LAWS(PVC)-1929-11-41

MAHAMMED ISMAIL SAHEB Vs. RASOOL BI

Decided On November 13, 1929
MAHAMMED ISMAIL SAHEB Appellant
V/S
RASOOL BI Respondents

JUDGEMENT

(1.) This second appeal has been preferred by plaintiffs who, as purchasers from defendant 2 and her brother Muhammad Hussain, claim to be entitled to the suit property, said to have been purchased by defendant 1 in execution of the mortgage decree that she obtained against defendant 2. The facts are these: Defendant 2 executed a mortgage deed Ex. 1 in 1911 in favour of defendant 1. Defendant 1 put that mortgage into suit, and when the suit was pending, the plaintiffs purchased the property under Ex. A from both defendant 2 and her bother Muhammad Hussain. Plaintiff 2 as P.W. 1 admits that a portion of the consideration for Ex. A was reserved with the plaintiffs for payment to defendant 1 in respect of the decree that she had obtained. The plaintiffs did not, however, make any payment. The result was that defendant 1, in execution of the decree which she obtained, purchased the property and got delivery through Court. The plaintiffs intervened under Order 21, Civil P.C. but their objections were not heeded to, with the result that defendant 1 obtained delivery of the properties in execution. The plaintiffs present suit is for declaration of their title and for cancellation of the delivery order.

(2.) Several defences were raised by defendant 1. The main defences were those covered by issues 2 and 3. Both the lower Courts held that the plaintiffs were bound to discharge the decree debt in O.S. No. 215 of 1914, and on that ground they held that the plaintiffs were not entitled to any relief. Having had that question fully discussed before me, I have come to the conclusion that defendant 1, not being a party to Ex. A, the plaintiff's sale deed, nor to the arrangement made between defendant 2 and her brother on the one hand and plaintiffs the vendees on the other, with reference to the payment of the decree amount, is not entitled to rely on the same, nor base any rights in her favour by virtue of a transaction to which she was not a party. Reading Ex. A, I am not able to find that the plaintiffs undertook with defendant 1 to discharge the decree amount. No doubt, the amount was reserved with them by defendant 2 and her brother, and they would have their own remedies against the plaintiffs if the plaintiffs did not act according to the terms of the agreement entered into by them with defendant 2 and her brother. So far as defendant 1 is concerned, I am clearly of the opinion that she is not entitled to take advantage of the arrangement mentioned in Ex. A. The learned Counsel for the defendant 1, however, drew my attention to para. 4 of the written statement filed by defendant 1 in which it is alleged that the properties belonged really to defendant 2, and that for a debt due by Muhammad Hussain defendant 2 executed the mortgage deed to defendant 1 and that the brother of defendant 2 also attested the said mortgage. He drew my attention to the fact that issue 2 was specifically raised with reference to the said allegation in the written statement, and that the lower appellate Court had not recorded any finding on issue 2. I think that, before I finally dispose of the appeal, it is necessary to have a definite finding on the point covered by issue 2 on the evidence on record. I accordingly call upon the lower appellate Court to record a finding on issue 2, and the finding should be submitted within one month after the reopening of the lower appellate Court: 7 days will be allowed for objections.

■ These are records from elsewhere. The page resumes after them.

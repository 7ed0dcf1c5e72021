//! # ODE models
//!
//! A model is a right-hand side `ẋ = f(x, t)` paired with an event-detecting consumer of the
//! accepted integration steps. The [`OdeModel`] trait captures exactly those two capabilities;
//! the [`integrator::DormandPrince`](crate::integrator::DormandPrince) driver is generic over it.
//!
//! ## Variants
//!
//! | Model                                          | State | Recorded row                                   |
//! |------------------------------------------------|-------|------------------------------------------------|
//! | [`three_body::RestrictedThreeBodyModel`]       | 4     | raw state `(x, ẋ, y, ẏ)`                       |
//! | [`earth_orbit::EarthOrbitModel`]               | 6     | raw state `(x, y, z, vx, vy, vz)`              |
//! | [`sundial::SundialShadowModel`]                | 6     | `(east, north, up, zenith distance, elapsed)`  |
//! | [`daylight::DaylightBoundaryModel`]            | 6     | `(sunrise clock, sunset clock)`                |
//!
//! The sundial and daylight models reuse the point-mass dynamics of
//! [`earth_orbit::EarthOrbitModel`] by composition and add an
//! [`observer_site::ObserverSite`] for the topocentric geometry.
//!
//! Every model owns an append-only result table (a [`Matrix`](crate::linalg::matrix::Matrix))
//! exposed through an inherent `results()` method.
pub mod daylight;
pub mod earth_orbit;
pub mod observer_site;
pub mod sundial;
pub mod three_body;

use crate::gnomon_errors::GnomonError;
use crate::linalg::vector::Vector;

/// Right-hand side and accepted-step hook of an ODE model.
pub trait OdeModel {
    /// Time derivative of `state` at time `t`. Must not mutate the model.
    fn derivative(&self, state: &Vector, t: f64) -> Result<Vector, GnomonError>;

    /// Called by the integrator once per accepted step, in increasing time order,
    /// with the new state and time.
    fn accept(&mut self, state: &Vector, t: f64) -> Result<(), GnomonError>;
}

pub(crate) fn check_state_dimension(
    state: &Vector,
    expected: usize,
    context: &'static str,
) -> Result<(), GnomonError> {
    if state.dimension() != expected {
        return Err(GnomonError::DimensionMismatch {
            context,
            expected,
            found: state.dimension(),
        });
    }
    Ok(())
}
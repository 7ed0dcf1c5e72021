//! # Constants and type definitions for Gnomon
//!
//! This module centralizes the **physical constants**, **conversion factors** and
//! **unit aliases** shared by the models, the integrator and the scenario harness.
//!
//! ## Overview
//!
//! - Geophysical and heliocentric constants (SI units: meters, seconds)
//! - Unit conversions (degrees ↔ radians, days ↔ seconds, JD ↔ MJD)
//! - Reference initial conditions used by the bundled scenarios
//!
//! All quantities handled by the ODE models are expressed in SI units, except the
//! planar restricted three-body benchmark, which is non-dimensional.

// -------------------------------------------------------------------------------------------------
// Physical constants and unit conversions
// -------------------------------------------------------------------------------------------------

/// 2π, useful for trigonometric conversions
pub const DPI: f64 = 2. * std::f64::consts::PI;

/// Number of seconds in a day
pub const SECONDS_PER_DAY: f64 = 86_400.0;

/// Number of seconds in an hour
pub const SECONDS_PER_HOUR: f64 = 3_600.0;

/// Degrees → radians
pub const RADEG: f64 = std::f64::consts::PI / 180.0;

/// MJD epoch of J2000.0 (2000-01-01 12:00:00 TT)
pub const T2000: f64 = 51544.5;

/// Conversion factor between Julian Date and Modified Julian Date
pub const JDTOMJD: f64 = 2400000.5;

/// Heliocentric gravitational parameter GM☉ in m³/s²
pub const GM_SUN: f64 = 1.327_124_400_18e20;

/// Earth sidereal rotation rate in rad/s
pub const EARTH_ROTATION_RATE: f64 = 7.292_115e-5;

// -------------------------------------------------------------------------------------------------
// Restricted three-body benchmark (Arenstorf orbit)
// -------------------------------------------------------------------------------------------------

/// Earth–Moon mass ratio used by the Arenstorf periodic orbit
pub const ARENSTORF_MU: f64 = 0.012277471;

/// Initial state `(x, ẋ, y, ẏ)` of the Arenstorf periodic orbit
pub const ARENSTORF_INITIAL_STATE: [f64; 4] = [0.994, 0.0, 0.0, -2.00158510637908252240];

/// Period of the Arenstorf orbit (non-dimensional time units)
pub const ARENSTORF_PERIOD: f64 = 17.0652165601579625588;

// -------------------------------------------------------------------------------------------------
// Reference heliocentric Earth state
// -------------------------------------------------------------------------------------------------

/// Heliocentric equatorial Earth state at 2024-01-01 00:00:00 UTC (JD 2460310.5):
/// position in meters followed by velocity in m/s.
pub const REFERENCE_EARTH_STATE: [f64; 6] = [
    -2.6005047996994e10,
    1.32621705709054e11,
    5.7523888683657e10,
    -2.9832953e4,
    -4.715287e3,
    -2.043123e3,
];

// -------------------------------------------------------------------------------------------------
// Type aliases
// -------------------------------------------------------------------------------------------------

/// Angle in radians
pub type Radian = f64;
/// Duration or elapsed time in seconds
pub type Seconds = f64;
/// Julian Date (days)
pub type JD = f64;
/// Modified Julian Date (days)
pub type MJD = f64;
//! # Adaptive Dormand-Prince 5(4) integration
//!
//! [`DormandPrince`] advances any [`OdeModel`] from an initial state over `[t0, t1]` with the
//! seven-stage embedded pair of [`tableau`]. Each step attempt evaluates the seven stages
//!
//! ```text
//! k_i = f(x + h Σ_j a_ij k_j, t + c_i h)
//! ```
//!
//! and forms a fifth-order candidate (weights `b`) and a fourth-order companion (weights
//! `b*`). Their difference gives the scalar error estimate
//!
//! ```text
//! err = ‖x5 − x4‖ / (1 + ‖x5‖)
//! ```
//!
//! which is absolute for small states and relative for large ones. The step is accepted when
//! `err ≤ tolerance`: time advances, the state becomes `x5`, and the model's
//! [`accept`](OdeModel::accept) hook is called. Accepted or not, the next step size is
//!
//! ```text
//! h ← min(h · clamp(safety · (tol / err)^(1/5), min_factor, max_factor), h_max)
//! ```
//!
//! `h_max` doubles as the sampling increment of the accepted-step stream, and the final step is
//! clipped so that the run lands exactly on `t1`.
//!
//! ## Failure modes
//!
//! * [`GnomonError::StepSizeTooSmall`] – a rejected step asks for `h < h_min`,
//! * [`GnomonError::MaxStepsExceeded`] – more than `max_steps` attempts,
//! * [`GnomonError::NonFiniteState`] – the accepted state contains NaN or infinity,
//! * any error returned by the model itself is propagated unchanged.
//!
//! ## Example
//!
//! ```rust
//! use gnomon::integrator::{DormandPrince, IntegratorParams};
//! use gnomon::models::three_body::RestrictedThreeBodyModel;
//! use gnomon::constants::ARENSTORF_PERIOD;
//!
//! let params = IntegratorParams::builder().tolerance(1e-10).build().unwrap();
//! let mut integrator = DormandPrince::new(params).unwrap();
//! let mut model = RestrictedThreeBodyModel::arenstorf();
//! let x0 = RestrictedThreeBodyModel::arenstorf_initial_state();
//!
//! let summary = integrator.run(&mut model, &x0, 0.0, ARENSTORF_PERIOD).unwrap();
//! assert_eq!(summary.t, ARENSTORF_PERIOD);
//! assert_eq!(model.results().rows() as u64, summary.stats.accepted_steps);
//! ```
pub mod tableau;

use std::fmt;

use crate::gnomon_errors::GnomonError;
use crate::linalg::vector::Vector;
use crate::models::OdeModel;
use tableau::{ButcherTableau, ORDER};

/// Configuration of a [`DormandPrince`] integrator.
///
/// Defaults
/// -----------------
/// | field          | default      |
/// |----------------|--------------|
/// | `tolerance`    | `1e-10`      |
/// | `initial_step` | `0` (auto)   |
/// | `h_min`        | `1e-12`      |
/// | `h_max`        | `∞`          |
/// | `max_steps`    | `10_000_000` |
/// | `safety`       | `0.9`        |
/// | `min_factor`   | `0.2`        |
/// | `max_factor`   | `5.0`        |
///
/// An `initial_step` of zero starts with `1e-3` of the integration span, capped by `h_max`.
#[derive(Debug, Clone, PartialEq)]
pub struct IntegratorParams {
    /// Bound on the mixed absolute/relative error estimate of an accepted step.
    pub tolerance: f64,
    pub initial_step: f64,
    /// Smallest step a rejection may shrink to.
    pub h_min: f64,
    /// Largest step, i.e. the maximum spacing of accepted samples.
    pub h_max: f64,
    /// Maximum number of step attempts per run.
    pub max_steps: u64,
    pub safety: f64,
    pub min_factor: f64,
    pub max_factor: f64,
}

impl IntegratorParams {
    pub fn new() -> Self {
        Self::default()
    }

    /// Create a new [`IntegratorParamsBuilder`] initialized with the defaults.
    ///
    /// # Example
    ///
    /// ```rust
    /// use gnomon::integrator::IntegratorParams;
    ///
    /// let params = IntegratorParams::builder()
    ///     .tolerance(1e-12)
    ///     .h_max(600.0)
    ///     .build()
    ///     .unwrap();
    /// assert_eq!(params.h_max, 600.0);
    /// ```
    pub fn builder() -> IntegratorParamsBuilder {
        IntegratorParamsBuilder::new()
    }
}

impl Default for IntegratorParams {
    fn default() -> Self {
        IntegratorParams {
            tolerance: 1e-10,
            initial_step: 0.0,
            h_min: 1e-12,
            h_max: f64::INFINITY,
            max_steps: 10_000_000,
            safety: 0.9,
            min_factor: 0.2,
            max_factor: 5.0,
        }
    }
}

/// Builder for [`IntegratorParams`], with validation.
#[derive(Debug, Clone, Default)]
pub struct IntegratorParamsBuilder {
    params: IntegratorParams,
}

impl IntegratorParamsBuilder {
    pub fn new() -> Self {
        Self {
            params: IntegratorParams::default(),
        }
    }

    pub fn tolerance(mut self, v: f64) -> Self {
        self.params.tolerance = v;
        self
    }
    pub fn initial_step(mut self, v: f64) -> Self {
        self.params.initial_step = v;
        self
    }
    pub fn h_min(mut self, v: f64) -> Self {
        self.params.h_min = v;
        self
    }
    pub fn h_max(mut self, v: f64) -> Self {
        self.params.h_max = v;
        self
    }
    pub fn max_steps(mut self, v: u64) -> Self {
        self.params.max_steps = v;
        self
    }
    pub fn safety(mut self, v: f64) -> Self {
        self.params.safety = v;
        self
    }
    pub fn min_factor(mut self, v: f64) -> Self {
        self.params.min_factor = v;
        self
    }
    pub fn max_factor(mut self, v: f64) -> Self {
        self.params.max_factor = v;
        self
    }

    #[inline]
    fn gt0(x: f64) -> bool {
        x.is_finite() && x > 0.0
    }

    /// Validate and return the parameters.
    ///
    /// Errors
    /// -----------------
    /// * [`GnomonError::InvalidIntegratorParameter`] when
    ///   - `tolerance`, `h_min` or `safety` is not finite and positive,
    ///   - `initial_step` is negative or not finite,
    ///   - `h_max` is not positive or smaller than `h_min` (`∞` is allowed),
    ///   - `max_steps` is zero,
    ///   - the factors violate `0 < min_factor ≤ 1 ≤ max_factor`.
    pub fn build(self) -> Result<IntegratorParams, GnomonError> {
        let p = &self.params;

        if !Self::gt0(p.tolerance) {
            return Err(GnomonError::InvalidIntegratorParameter(
                "tolerance must be > 0".into(),
            ));
        }
        if !(p.initial_step.is_finite() && p.initial_step >= 0.0) {
            return Err(GnomonError::InvalidIntegratorParameter(
                "initial_step must be >= 0 (0 selects it automatically)".into(),
            ));
        }
        if !Self::gt0(p.h_min) {
            return Err(GnomonError::InvalidIntegratorParameter(
                "h_min must be > 0".into(),
            ));
        }
        if p.h_max.is_nan() || p.h_max < p.h_min {
            return Err(GnomonError::InvalidIntegratorParameter(
                "h_max must be >= h_min".into(),
            ));
        }
        if p.max_steps == 0 {
            return Err(GnomonError::InvalidIntegratorParameter(
                "max_steps must be >= 1".into(),
            ));
        }
        if !Self::gt0(p.safety) {
            return Err(GnomonError::InvalidIntegratorParameter(
                "safety must be > 0".into(),
            ));
        }
        let factors_ok = Self::gt0(p.min_factor)
            && p.min_factor <= 1.0
            && p.max_factor.is_finite()
            && p.max_factor >= 1.0;
        if !factors_ok {
            return Err(GnomonError::InvalidIntegratorParameter(
                "require 0 < min_factor <= 1 <= max_factor".into(),
            ));
        }

        Ok(self.params)
    }
}

impl fmt::Display for IntegratorParams {
    fn fmt(&self, f: &mut fmt::Formatter<'_>) -> fmt::Result {
        if f.alternate() {
            const PARAM_COL: usize = 40;
            writeln!(f, "Dormand-Prince 5(4) Parameters")?;
            writeln!(f, "------------------------------")?;

            macro_rules! line {
                ($fmt:expr, $val:expr, $comment:expr) => {{
                    let s = format!($fmt, $val);
                    let pad = if s.len() < PARAM_COL {
                        " ".repeat(PARAM_COL - s.len())
                    } else {
                        " ".to_string()
                    };
                    writeln!(f, "  {}{}# {}", s, pad, $comment)
                }};
            }

            writeln!(f, "[Error control]")?;
            line!(
                "tolerance    = {:.1e}",
                self.tolerance,
                "Bound on the scaled error estimate"
            )?;
            line!(
                "safety       = {:.2}",
                self.safety,
                "Safety factor of the step controller"
            )?;
            line!(
                "min_factor   = {:.2}",
                self.min_factor,
                "Largest shrink per step"
            )?;
            line!(
                "max_factor   = {:.2}",
                self.max_factor,
                "Largest growth per step"
            )?;

            writeln!(f, "\n[Step limits]")?;
            if self.initial_step > 0.0 {
                line!("initial_step = {:.3e}", self.initial_step, "First trial step")?;
            } else {
                line!("initial_step = {}", "auto", "1e-3 of the span, capped by h_max")?;
            }
            line!("h_min        = {:.1e}", self.h_min, "Smallest admissible step")?;
            line!(
                "h_max        = {:.3e}",
                self.h_max,
                "Largest step / sampling increment"
            )?;
            line!(
                "max_steps    = {}",
                self.max_steps,
                "Cap on step attempts per run"
            )?;

            Ok(())
        } else {
            write!(
                f,
                "IntegratorParams(tol={:.1e}, h∈[{:.1e},{:.3e}], max_steps={}, safety={:.2}, factor∈[{:.2},{:.2}])",
                self.tolerance,
                self.h_min,
                self.h_max,
                self.max_steps,
                self.safety,
                self.min_factor,
                self.max_factor
            )
        }
    }
}

/// Step-size controller
///
/// `factor = safety · (tol / err)^(1/(p+1))` with `p = 4` the order of the error estimate,
/// clamped to `[min_factor, max_factor]`.
#[derive(Debug, Clone)]
pub struct StepController {
    pub safety: f64,
    pub min_factor: f64,
    pub max_factor: f64,
    exponent: f64,
}

impl Default for StepController {
    fn default() -> Self {
        Self::from_params(&IntegratorParams::default())
    }
}

impl StepController {
    pub fn from_params(params: &IntegratorParams) -> Self {
        StepController {
            safety: params.safety,
            min_factor: params.min_factor,
            max_factor: params.max_factor,
            exponent: 1.0 / ORDER as f64,
        }
    }

    /// Step size adjustment factor for an error estimate `error` against `tolerance`.
    pub fn compute_factor(&self, error: f64, tolerance: f64) -> f64 {
        if error == 0.0 {
            return self.max_factor;
        }
        if !error.is_finite() {
            return self.min_factor;
        }

        let factor = self.safety * (tolerance / error).powf(self.exponent);
        factor.clamp(self.min_factor, self.max_factor)
    }
}

/// Integration statistics for diagnostics
#[derive(Debug, Clone, Copy, Default, PartialEq, Eq)]
pub struct Stats {
    /// Total number of derivative evaluations
    pub fn_evals: u64,
    pub accepted_steps: u64,
    pub rejected_steps: u64,
}

impl fmt::Display for Stats {
    fn fmt(&self, f: &mut fmt::Formatter<'_>) -> fmt::Result {
        write!(
            f,
            "{} accepted / {} rejected steps, {} evaluations",
            self.accepted_steps, self.rejected_steps, self.fn_evals
        )
    }
}

/// Outcome of one step attempt
#[derive(Debug, Clone)]
pub struct StepResult {
    /// Fifth-order candidate state
    pub state: Vector,
    /// Scaled error estimate
    pub error: f64,
    pub accepted: bool,
}

/// Final time, final state and statistics of a completed run
#[derive(Debug, Clone)]
pub struct IntegrationSummary {
    pub t: f64,
    pub state: Vector,
    pub stats: Stats,
}

/// Adaptive embedded Runge-Kutta integrator with a fixed Dormand-Prince tableau.
#[derive(Debug, Clone)]
pub struct DormandPrince {
    params: IntegratorParams,
    tableau: ButcherTableau,
    controller: StepController,
    stats: Stats,
}
use thiserror::Error;

#[derive(Error, Debug)]
pub enum GnomonError {
    #[error("Dimension mismatch in {context}: expected {expected}, found {found}")]
    DimensionMismatch {
        context: &'static str,
        expected: usize,
        found: usize,
    },

    #[error("Index {index} out of range for length {len}")]
    IndexOutOfRange { index: usize, len: usize },

    #[error("Matrix is singular: zero pivot in column {0}")]
    SingularMatrix(usize),

    #[error("Arithmetic degeneracy: {0}")]
    ArithmeticDegeneracy(&'static str),

    #[error("Operation requires a square matrix, got {rows}x{cols}")]
    NotSquare { rows: usize, cols: usize },

    #[error("Permutation-expansion determinant is limited to order {max}, got {order}")]
    DeterminantOrderTooLarge { order: usize, max: usize },

    #[error("Step size {h} fell below the minimum at t = {t}")]
    StepSizeTooSmall { t: f64, h: f64 },

    #[error("Maximum number of integration steps ({steps}) exceeded at t = {t}")]
    MaxStepsExceeded { t: f64, steps: u64 },

    #[error("Non-finite state produced at t = {t}")]
    NonFiniteState { t: f64 },

    #[error("Invalid integrator parameter: {0}")]
    InvalidIntegratorParameter(String),

    #[error("Invalid scenario parameter: {0}")]
    InvalidScenarioParameter(String),

    #[error("Unable to write the result table: {0}")]
    SinkFailure(#[from] std::io::Error),

    #[error("Result table encoding error: {0}")]
    TableFormat(#[from] csv::Error),

    #[error("Malformed result table row {row}: {reason}")]
    MalformedRow { row: usize, reason: String },
}

impl PartialEq for GnomonError {
    fn eq(&self, other: &Self) -> bool {
        use GnomonError::*;
        match (self, other) {
            (
                DimensionMismatch {
                    context: c1,
                    expected: e1,
                    found: f1,
                },
                DimensionMismatch {
                    context: c2,
                    expected: e2,
                    found: f2,
                },
            ) => c1 == c2 && e1 == e2 && f1 == f2,
            (
                IndexOutOfRange { index: i1, len: l1 },
                IndexOutOfRange { index: i2, len: l2 },
            ) => i1 == i2 && l1 == l2,
            (SingularMatrix(a), SingularMatrix(b)) => a == b,
            (ArithmeticDegeneracy(a), ArithmeticDegeneracy(b)) => a == b,
            (NotSquare { rows: r1, cols: c1 }, NotSquare { rows: r2, cols: c2 }) => {
                r1 == r2 && c1 == c2
            }
            (
                DeterminantOrderTooLarge { order: o1, max: m1 },
                DeterminantOrderTooLarge { order: o2, max: m2 },
            ) => o1 == o2 && m1 == m2,
            (StepSizeTooSmall { t: t1, h: h1 }, StepSizeTooSmall { t: t2, h: h2 }) => {
                t1 == t2 && h1 == h2
            }
            (
                MaxStepsExceeded { t: t1, steps: s1 },
                MaxStepsExceeded { t: t2, steps: s2 },
            ) => t1 == t2 && s1 == s2,
            (NonFiniteState { t: a }, NonFiniteState { t: b }) => a == b,
            (InvalidIntegratorParameter(a), InvalidIntegratorParameter(b)) => a == b,
            (InvalidScenarioParameter(a), InvalidScenarioParameter(b)) => a == b,
            (MalformedRow { row: r1, reason: a }, MalformedRow { row: r2, reason: b }) => {
                r1 == r2 && a == b
            }

            // Wrapped foreign errors: same variant is enough
            (SinkFailure(_), SinkFailure(_)) => true,
            (TableFormat(_), TableFormat(_)) => true,

            _ => false,
        }
    }
}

(3.) The case was very fully discussed before me, and I think it is proper that I should record my impressions, in case the finding on issue 2 should be ultimately against defendant 1. It was argued that, because defendant 1 purchased the whole of the properties in suit by virtue of the decree in the mortgage suit and got possession of the same the plaintiff's only remedy would be to file a suit for partition and that the plaintiffs would not be entitled to any relief in the suit as framed. No doubt, in case it be found on the question of estoppel that the plaintiffs are estopped from setting up their claim to the suit properties, and from contending that the mortgage to defendant 1 is not binding upon them, then the plaintiffs would not be entitled to any relief at all. If, however, the finding on the issue of estoppel is in favour of the plaintiffs, then, I think the proper relief that should be given to the plaintiffs in this case would be to give plaintiffs joint possession along with defendant 1 and modify the delivery order to defendant 1 accordingly, with liberty to the plaintiffs and defendant 1 to work out their rights in the properties by a suit for partition.